Jay, thank you so much. Look, I apologize, one very last quick thing that's come up. And that is how news flow will be delivered? And the rules state that material process that news must be delivered without delay. So that means we will be delivering it as it comes, good or bad. There's no benefit in trying to hide bad news or good news -- none of that. It will come as it comes, we'll deliver it to the market as clean and as clearly as we can. We'll do more of these webinars. I think they've been quite effective for us and the audience to understand our project. Whenever a window opens up, please understand we're going to be incredibly busy in the next few months with drilling, and it gets tricky if we're in price-sensitive areas to be doing webinars.

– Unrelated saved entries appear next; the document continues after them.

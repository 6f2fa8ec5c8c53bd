//! Identify handshake (op 2)

use crate::connection::{ConnectionState, Session, WsReader};
use crate::protocol::{Envelope, IdentifyPayload, IdentifyProperties, OpCode, ProtocolError, READY_EVENT};

use super::{dial, next_envelope, SessionResult};

/// Opens a socket and identifies
pub struct IdentifyHandler;

impl IdentifyHandler {
    /// Run a full handshake: Hello, Identify, then wait for READY
    ///
    /// On success the writer is installed on the session's connection, the
    /// ready info and sequence baseline are recorded, and the read half is
    /// returned to the listen loop.
    pub async fn handshake(session: &Session) -> SessionResult<WsReader> {
        let conn = session.connection();
        let bot = session.bot();

        let url = bot.gateway_url().await?;
        tracing::debug!(url = %url, shard = ?conn.shard(), "Dialing gateway");
        let (writer, mut reader) = dial(&url).await?;

        conn.set_state(ConnectionState::AwaitingHello);
        let hello = next_envelope(&mut reader, "Hello").await?;
        conn.set_heartbeat_interval(hello.heartbeat_interval()?);
        conn.install_writer(writer).await;

        conn.set_state(ConnectionState::Identifying);
        let config = bot.config();
        let payload = IdentifyPayload {
            token: config.authorization(),
            intents: config.intents,
            shard: conn.shard(),
            properties: IdentifyProperties::new(),
        };
        conn.send(&Envelope::identify(&payload)?).await?;

        conn.set_state(ConnectionState::AwaitingReady);
        loop {
            let envelope = next_envelope(&mut reader, "Ready").await?;
            match envelope.op {
                OpCode::Dispatch => {
                    let ready = envelope.as_ready()?;
                    tracing::info!(
                        session_id = %ready.session_id,
                        shard = ?conn.shard(),
                        user = %ready.user.username,
                        "Session ready"
                    );
                    conn.set_ready(ready);
                    if let Some(seq) = envelope.s {
                        conn.set_last_seq(seq);
                    }
                    return Ok(reader);
                }
                OpCode::Heartbeat | OpCode::HeartbeatAck => {}
                OpCode::Hello => {
                    conn.set_heartbeat_interval(envelope.heartbeat_interval()?);
                }
                other => {
                    return Err(ProtocolError::UnexpectedEvent {
                        expected: READY_EVENT,
                        actual: Some(other.name().to_string()),
                    }
                    .into());
                }
            }
        }
    }
}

So well, the next opportunity we can to do one, when we've got something to talk about, we'll be doing that. So with that, I think we'll sign off for the evening. Thank you, everybody. A copy of this recording will be made available. Hopefully, sometime tomorrow, often they do the sound editing and those kinds of things to make sure that the production quality is okay, but as soon as it can be released, it will be. So thank you, ladies and gentlemen, for your time. It's been greatly appreciated and fingers crossed. Thanks, everybody.